* _DESCRIPTION OF THE TASK_
Within the lines below, find those that hold the string "field" and copy each one.

* _TASK MATERIAL_
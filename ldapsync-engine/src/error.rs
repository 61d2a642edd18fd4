//! Error types for run orchestration.

use ldapsync_artifact::ArtifactError;
use ldapsync_delivery::DeliveryError;
use ldapsync_directory::DirectoryError;
use thiserror::Error;

/// Result type for engine operations.
pub type EngineResult<T> = Result<T, EngineError>;

/// Invalid settings. Detected before any external system is touched.
#[derive(Debug, Error, PartialEq, Eq)]
pub enum ConfigError {
    /// The directory section failed validation.
    #[error("directory settings: {0}")]
    Directory(String),

    /// The command needs destinations of a kind none were configured for.
    #[error("no {kind} destinations configured")]
    NoDestinations { kind: &'static str },

    /// A single setting has an unusable value.
    #[error("invalid {field}: {reason}")]
    Invalid { field: &'static str, reason: String },
}

/// Errors that end a run.
#[derive(Debug, Error)]
pub enum EngineError {
    #[error(transparent)]
    Config(#[from] ConfigError),

    #[error(transparent)]
    Directory(#[from] DirectoryError),

    #[error(transparent)]
    Artifact(#[from] ArtifactError),

    #[error(transparent)]
    Delivery(#[from] DeliveryError),

    /// At least one web destination did not answer the probe with 200.
    #[error("{unreachable} of {total} web destinations unreachable")]
    Unreachable { unreachable: usize, total: usize },
}

impl EngineError {
    /// The error followed by each of its sources, outermost first.
    #[must_use]
    pub fn chain(&self) -> Vec<String> {
        let mut chain = vec![self.to_string()];
        let mut source = std::error::Error::source(self);
        while let Some(cause) = source {
            chain.push(cause.to_string());
            source = cause.source();
        }
        chain
    }
}
//! Delivery of sync output to remote destinations.
//!
//! Two independent mechanisms:
//! - **SFTP**: uploads the finished artifact file to every configured server
//! - **HTTP**: posts record pages to every configured web back end, plus a
//!   connectivity probe that touches nothing else
//!
//! Every attempt is recorded in a [`DeliveryReport`]. HTTP fan-out is always
//! best-effort; SFTP follows the configured [`DeliveryPolicy`].

mod error;
pub mod http;
mod report;
pub mod sftp;

pub use error::{DeliveryError, DeliveryResult};
pub use http::{
    HttpConfig, HttpCredentials, HttpDelivery, HttpDestination, ProbeOutcome, ProbeResult,
    PROBE_PATH, SYNC_PATH,
};
pub use report::{DeliveryPolicy, DeliveryReport, DestinationOutcome, OutcomeStatus};
pub use sftp::{deliver_file, FileTransfer, HostKeyPolicy, SftpDestination, SftpTransfer};
//! ldapsync: one directory sync run per invocation.
//!
//! Usage:
//!   ldapsync sync-files
//!   ldapsync sync-web
//!   ldapsync probe
//!   ldapsync check-directory
//!
//! Configuration comes from flags, the environment, or a `.env` file.
//! Exit codes: 0 success, 1 run failed (see the log directory), 2 invalid
//! configuration.

use clap::Parser;
use ldapsync_cli::{init_logging, Args};
use ldapsync_engine::{run, Command, ExitStatus};
use std::process::ExitCode;
use tracing::error;

#[tokio::main]
async fn main() -> ExitCode {
    let _ = dotenvy::dotenv();
    let args = Args::parse();

    if let Err(e) = init_logging(args.verbose) {
        eprintln!("{e:#}");
    }

    let command = Command::from(args.command);
    let settings = match args.into_settings() {
        Ok(settings) => settings,
        Err(e) => {
            error!("Invalid configuration: {e:#}");
            return ExitStatus::ConfigInvalid.into();
        }
    };

    run(&settings, command).await.into()
}
use regex::Regex;
use std::sync::OnceLock;

use shared_models::error::AppError;

const MIN_PASSWORD_LENGTH: usize = 8;

fn email_regex() -> &'static Regex {
    static EMAIL_RE: OnceLock<Regex> = OnceLock::new();
    EMAIL_RE.get_or_init(|| {
        Regex::new(r"^[A-Za-z0-9._%+-]+@[A-Za-z0-9.-]+\.[A-Za-z]{2,}$").unwrap()
    })
}

pub fn is_valid_email(email: &str) -> bool {
    email_regex().is_match(email)
}

pub fn validate_email(email: &str) -> Result<(), AppError> {
    if !is_valid_email(email) {
        return Err(AppError::Validation("Enter a valid email".to_string()));
    }
    Ok(())
}

pub fn validate_password(password: &str) -> Result<(), AppError> {
    if password.len() < MIN_PASSWORD_LENGTH {
        return Err(AppError::Validation(
            "Password must be at least 8 characters".to_string(),
        ));
    }
    Ok(())
}

/// Profile forms historically submit dates of birth as DD-MM-YYYY; the store
/// keeps YYYY-MM-DD. Anything else passes through untouched.
pub fn normalize_dob(dob: &str) -> String {
    let parts: Vec<&str> = dob.split('-').collect();
    if parts.len() == 3 && parts[0].len() == 2 && parts[2].len() == 4 {
        return format!("{}-{}-{}", parts[2], parts[1], parts[0]);
    }
    dob.to_string()
}

#[cfg(test)]
mod tests {
    use super::*;

    #[test]
    fn accepts_plain_addresses() {
        assert!(is_valid_email("jane.doe@example.com"));
        assert!(is_valid_email("a+b@mail.co"));
    }

    #[test]
    fn rejects_malformed_addresses() {
        assert!(!is_valid_email("not-an-email"));
        assert!(!is_valid_email("missing@tld"));
        assert!(!is_valid_email("@example.com"));
    }

    #[test]
    fn short_passwords_fail() {
        assert!(validate_password("seven77").is_err());
        assert!(validate_password("eight888").is_ok());
    }

    #[test]
    fn dob_normalization() {
        assert_eq!(normalize_dob("21-07-1990"), "1990-07-21");
        assert_eq!(normalize_dob("1990-07-21"), "1990-07-21");
        assert_eq!(normalize_dob("july 21"), "july 21");
    }
}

* _ANSWER FOR THE TASK_
    #[error("invalid {field}: {reason}")]
    Invalid { field: &'static str, reason: String },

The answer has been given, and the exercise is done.